== Segment start ==

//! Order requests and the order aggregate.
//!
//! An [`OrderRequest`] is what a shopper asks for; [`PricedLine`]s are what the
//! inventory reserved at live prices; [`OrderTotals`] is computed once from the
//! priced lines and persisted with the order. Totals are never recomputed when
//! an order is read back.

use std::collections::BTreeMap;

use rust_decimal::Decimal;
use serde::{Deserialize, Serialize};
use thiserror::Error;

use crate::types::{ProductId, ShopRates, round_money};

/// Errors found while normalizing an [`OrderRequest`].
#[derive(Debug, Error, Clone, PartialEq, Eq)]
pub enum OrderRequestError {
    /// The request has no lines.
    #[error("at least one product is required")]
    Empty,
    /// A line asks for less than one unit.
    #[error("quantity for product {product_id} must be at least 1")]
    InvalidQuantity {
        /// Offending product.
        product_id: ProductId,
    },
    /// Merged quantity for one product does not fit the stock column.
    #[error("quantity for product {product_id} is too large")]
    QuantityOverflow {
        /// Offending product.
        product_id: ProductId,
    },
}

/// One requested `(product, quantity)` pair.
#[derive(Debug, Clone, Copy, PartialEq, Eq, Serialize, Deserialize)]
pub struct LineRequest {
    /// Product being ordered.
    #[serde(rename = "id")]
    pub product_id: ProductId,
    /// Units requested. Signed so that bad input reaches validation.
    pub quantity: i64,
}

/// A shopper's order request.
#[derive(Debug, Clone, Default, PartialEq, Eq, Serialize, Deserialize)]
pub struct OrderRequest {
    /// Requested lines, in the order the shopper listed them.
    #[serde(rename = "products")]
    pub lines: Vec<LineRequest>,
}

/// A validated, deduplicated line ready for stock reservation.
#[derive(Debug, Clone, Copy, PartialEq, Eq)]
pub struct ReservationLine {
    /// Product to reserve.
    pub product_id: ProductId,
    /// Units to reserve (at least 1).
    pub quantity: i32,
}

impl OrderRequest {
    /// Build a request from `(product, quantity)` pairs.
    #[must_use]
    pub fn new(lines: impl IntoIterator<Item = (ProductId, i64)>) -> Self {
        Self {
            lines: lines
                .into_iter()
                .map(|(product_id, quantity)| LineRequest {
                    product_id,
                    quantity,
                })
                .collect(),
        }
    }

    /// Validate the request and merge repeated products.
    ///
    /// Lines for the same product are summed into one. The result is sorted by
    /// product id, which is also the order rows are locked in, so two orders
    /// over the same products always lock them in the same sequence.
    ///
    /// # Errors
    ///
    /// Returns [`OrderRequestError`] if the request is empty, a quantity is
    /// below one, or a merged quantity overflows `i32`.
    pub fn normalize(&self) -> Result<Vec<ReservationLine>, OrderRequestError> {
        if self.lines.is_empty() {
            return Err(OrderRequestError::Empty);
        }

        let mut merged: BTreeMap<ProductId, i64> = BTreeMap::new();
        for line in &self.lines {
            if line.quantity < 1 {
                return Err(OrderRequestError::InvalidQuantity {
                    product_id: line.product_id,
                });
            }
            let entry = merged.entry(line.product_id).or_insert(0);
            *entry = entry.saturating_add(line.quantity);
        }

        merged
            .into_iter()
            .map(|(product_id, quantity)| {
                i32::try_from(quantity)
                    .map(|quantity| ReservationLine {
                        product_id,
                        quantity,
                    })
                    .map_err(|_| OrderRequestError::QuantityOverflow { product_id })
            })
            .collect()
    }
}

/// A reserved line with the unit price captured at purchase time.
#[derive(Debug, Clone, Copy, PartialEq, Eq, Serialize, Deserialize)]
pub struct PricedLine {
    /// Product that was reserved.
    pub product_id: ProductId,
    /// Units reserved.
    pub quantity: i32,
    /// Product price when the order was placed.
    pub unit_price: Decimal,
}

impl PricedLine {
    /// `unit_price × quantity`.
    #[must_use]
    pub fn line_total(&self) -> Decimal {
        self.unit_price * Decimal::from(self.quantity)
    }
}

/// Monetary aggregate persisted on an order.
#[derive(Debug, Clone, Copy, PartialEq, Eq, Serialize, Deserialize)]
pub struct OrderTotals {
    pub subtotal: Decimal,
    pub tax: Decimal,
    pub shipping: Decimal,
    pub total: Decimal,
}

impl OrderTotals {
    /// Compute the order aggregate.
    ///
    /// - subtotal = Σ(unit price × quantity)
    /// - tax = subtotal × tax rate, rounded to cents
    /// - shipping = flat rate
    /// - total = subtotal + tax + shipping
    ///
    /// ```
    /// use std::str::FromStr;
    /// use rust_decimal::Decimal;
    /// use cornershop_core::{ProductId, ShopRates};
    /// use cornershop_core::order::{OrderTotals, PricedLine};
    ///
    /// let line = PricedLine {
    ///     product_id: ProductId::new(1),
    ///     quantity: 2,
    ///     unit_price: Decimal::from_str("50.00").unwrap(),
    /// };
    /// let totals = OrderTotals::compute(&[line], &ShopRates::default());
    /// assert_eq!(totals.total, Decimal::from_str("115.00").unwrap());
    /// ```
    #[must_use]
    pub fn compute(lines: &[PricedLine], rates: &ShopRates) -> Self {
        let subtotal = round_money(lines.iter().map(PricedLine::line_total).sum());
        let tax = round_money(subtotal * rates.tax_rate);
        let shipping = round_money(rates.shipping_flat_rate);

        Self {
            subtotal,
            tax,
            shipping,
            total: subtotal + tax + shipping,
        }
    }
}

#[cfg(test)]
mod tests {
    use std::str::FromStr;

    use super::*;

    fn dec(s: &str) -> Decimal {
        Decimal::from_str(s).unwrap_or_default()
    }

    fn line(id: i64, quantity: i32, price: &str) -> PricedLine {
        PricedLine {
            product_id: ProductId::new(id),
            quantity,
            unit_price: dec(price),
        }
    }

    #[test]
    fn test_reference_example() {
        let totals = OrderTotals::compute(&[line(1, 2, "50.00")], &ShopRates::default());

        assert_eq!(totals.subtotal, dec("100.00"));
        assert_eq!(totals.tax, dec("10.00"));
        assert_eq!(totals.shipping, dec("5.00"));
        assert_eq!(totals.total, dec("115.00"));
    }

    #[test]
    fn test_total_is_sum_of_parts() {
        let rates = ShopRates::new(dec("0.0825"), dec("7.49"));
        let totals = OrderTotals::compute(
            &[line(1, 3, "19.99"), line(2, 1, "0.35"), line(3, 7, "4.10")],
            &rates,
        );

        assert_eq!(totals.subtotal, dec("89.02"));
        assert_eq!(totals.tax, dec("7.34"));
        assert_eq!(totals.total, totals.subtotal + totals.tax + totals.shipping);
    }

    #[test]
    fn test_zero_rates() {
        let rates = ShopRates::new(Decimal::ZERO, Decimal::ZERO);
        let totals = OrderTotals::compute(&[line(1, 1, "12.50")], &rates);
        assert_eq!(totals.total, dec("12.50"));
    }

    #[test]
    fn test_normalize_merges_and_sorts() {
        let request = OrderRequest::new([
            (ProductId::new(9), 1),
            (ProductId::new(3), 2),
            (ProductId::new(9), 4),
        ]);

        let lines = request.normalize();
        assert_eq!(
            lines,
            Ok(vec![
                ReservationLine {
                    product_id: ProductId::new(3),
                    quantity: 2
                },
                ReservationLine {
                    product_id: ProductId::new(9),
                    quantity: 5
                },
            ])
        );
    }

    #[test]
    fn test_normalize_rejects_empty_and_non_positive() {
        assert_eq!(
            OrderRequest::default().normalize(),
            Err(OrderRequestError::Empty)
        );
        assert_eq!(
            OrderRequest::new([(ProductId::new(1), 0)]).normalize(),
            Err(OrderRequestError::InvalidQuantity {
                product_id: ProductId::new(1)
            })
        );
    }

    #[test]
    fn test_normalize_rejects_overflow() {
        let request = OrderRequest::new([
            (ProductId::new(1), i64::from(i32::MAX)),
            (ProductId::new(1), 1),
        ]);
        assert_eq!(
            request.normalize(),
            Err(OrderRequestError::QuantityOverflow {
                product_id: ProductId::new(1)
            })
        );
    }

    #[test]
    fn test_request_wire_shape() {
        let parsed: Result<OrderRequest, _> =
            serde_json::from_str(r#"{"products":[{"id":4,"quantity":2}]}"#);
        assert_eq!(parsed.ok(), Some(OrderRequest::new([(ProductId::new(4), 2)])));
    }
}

== Segment end ==
== Segment start ==

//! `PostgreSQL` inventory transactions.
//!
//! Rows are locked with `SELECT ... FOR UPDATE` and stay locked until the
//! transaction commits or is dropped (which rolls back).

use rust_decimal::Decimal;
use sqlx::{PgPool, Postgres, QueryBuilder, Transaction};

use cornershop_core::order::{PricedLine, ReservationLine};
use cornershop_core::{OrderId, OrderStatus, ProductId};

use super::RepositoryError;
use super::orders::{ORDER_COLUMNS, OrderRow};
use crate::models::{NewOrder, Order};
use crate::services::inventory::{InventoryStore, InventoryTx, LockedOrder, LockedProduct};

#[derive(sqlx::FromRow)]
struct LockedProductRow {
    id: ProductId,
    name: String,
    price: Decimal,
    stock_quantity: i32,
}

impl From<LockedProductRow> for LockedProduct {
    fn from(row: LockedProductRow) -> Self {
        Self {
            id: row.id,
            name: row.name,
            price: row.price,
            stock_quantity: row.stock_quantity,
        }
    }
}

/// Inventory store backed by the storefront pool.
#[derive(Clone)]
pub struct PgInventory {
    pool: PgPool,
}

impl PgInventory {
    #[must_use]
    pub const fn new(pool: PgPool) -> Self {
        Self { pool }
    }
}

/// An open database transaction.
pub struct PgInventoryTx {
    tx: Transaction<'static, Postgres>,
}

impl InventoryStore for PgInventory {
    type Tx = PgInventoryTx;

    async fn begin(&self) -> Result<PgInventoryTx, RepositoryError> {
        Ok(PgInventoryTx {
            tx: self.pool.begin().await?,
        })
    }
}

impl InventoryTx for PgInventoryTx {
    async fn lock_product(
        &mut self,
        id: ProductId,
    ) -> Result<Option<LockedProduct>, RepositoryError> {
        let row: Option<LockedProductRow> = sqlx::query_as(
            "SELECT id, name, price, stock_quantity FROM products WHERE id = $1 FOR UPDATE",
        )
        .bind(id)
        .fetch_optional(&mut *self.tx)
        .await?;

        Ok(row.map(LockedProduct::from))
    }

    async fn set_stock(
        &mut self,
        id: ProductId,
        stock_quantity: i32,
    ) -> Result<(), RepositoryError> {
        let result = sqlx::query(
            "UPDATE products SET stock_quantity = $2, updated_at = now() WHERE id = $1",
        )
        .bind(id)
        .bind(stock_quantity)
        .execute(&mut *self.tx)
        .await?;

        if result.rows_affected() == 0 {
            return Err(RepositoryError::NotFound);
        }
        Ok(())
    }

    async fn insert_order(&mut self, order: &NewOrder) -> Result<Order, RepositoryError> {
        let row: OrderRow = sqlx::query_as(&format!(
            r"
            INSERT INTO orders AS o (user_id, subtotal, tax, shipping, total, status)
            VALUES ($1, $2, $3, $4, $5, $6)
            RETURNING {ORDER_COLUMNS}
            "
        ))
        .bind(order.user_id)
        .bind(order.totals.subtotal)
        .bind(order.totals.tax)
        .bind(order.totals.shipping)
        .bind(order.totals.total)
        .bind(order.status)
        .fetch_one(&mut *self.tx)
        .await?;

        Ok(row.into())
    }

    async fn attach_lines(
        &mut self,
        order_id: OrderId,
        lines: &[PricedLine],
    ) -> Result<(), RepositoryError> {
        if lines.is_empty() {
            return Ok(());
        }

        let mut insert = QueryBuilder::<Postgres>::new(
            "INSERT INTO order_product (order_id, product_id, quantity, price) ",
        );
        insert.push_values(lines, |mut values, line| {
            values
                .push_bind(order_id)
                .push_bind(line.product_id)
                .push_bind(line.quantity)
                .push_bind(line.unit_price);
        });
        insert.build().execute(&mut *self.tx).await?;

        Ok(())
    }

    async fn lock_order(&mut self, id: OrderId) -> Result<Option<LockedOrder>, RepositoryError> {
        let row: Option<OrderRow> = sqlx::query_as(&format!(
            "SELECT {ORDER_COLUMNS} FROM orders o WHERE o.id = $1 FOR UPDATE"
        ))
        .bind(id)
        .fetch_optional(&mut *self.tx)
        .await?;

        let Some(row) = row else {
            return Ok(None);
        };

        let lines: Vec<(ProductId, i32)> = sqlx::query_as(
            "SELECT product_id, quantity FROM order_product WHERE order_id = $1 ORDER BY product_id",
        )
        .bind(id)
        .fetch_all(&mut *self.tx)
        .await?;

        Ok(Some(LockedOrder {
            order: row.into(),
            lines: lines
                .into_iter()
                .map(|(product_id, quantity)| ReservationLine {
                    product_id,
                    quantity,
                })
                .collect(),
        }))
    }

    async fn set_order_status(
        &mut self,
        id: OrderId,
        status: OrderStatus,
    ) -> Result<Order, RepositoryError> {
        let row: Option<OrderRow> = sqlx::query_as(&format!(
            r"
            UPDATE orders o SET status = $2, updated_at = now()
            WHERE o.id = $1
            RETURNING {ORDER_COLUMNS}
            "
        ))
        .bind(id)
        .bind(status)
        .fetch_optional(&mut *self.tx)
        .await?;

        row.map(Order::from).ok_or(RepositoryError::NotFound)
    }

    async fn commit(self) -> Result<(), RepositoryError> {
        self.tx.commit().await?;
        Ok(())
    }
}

== Segment end ==

- **PROBLEM STATEMENT**
Look over the listing and return each line that holds "OrderStatus".

- **WRITTEN RESPONSE**
use cornershop_core::{OrderId, OrderStatus, ProductId};
        status: OrderStatus,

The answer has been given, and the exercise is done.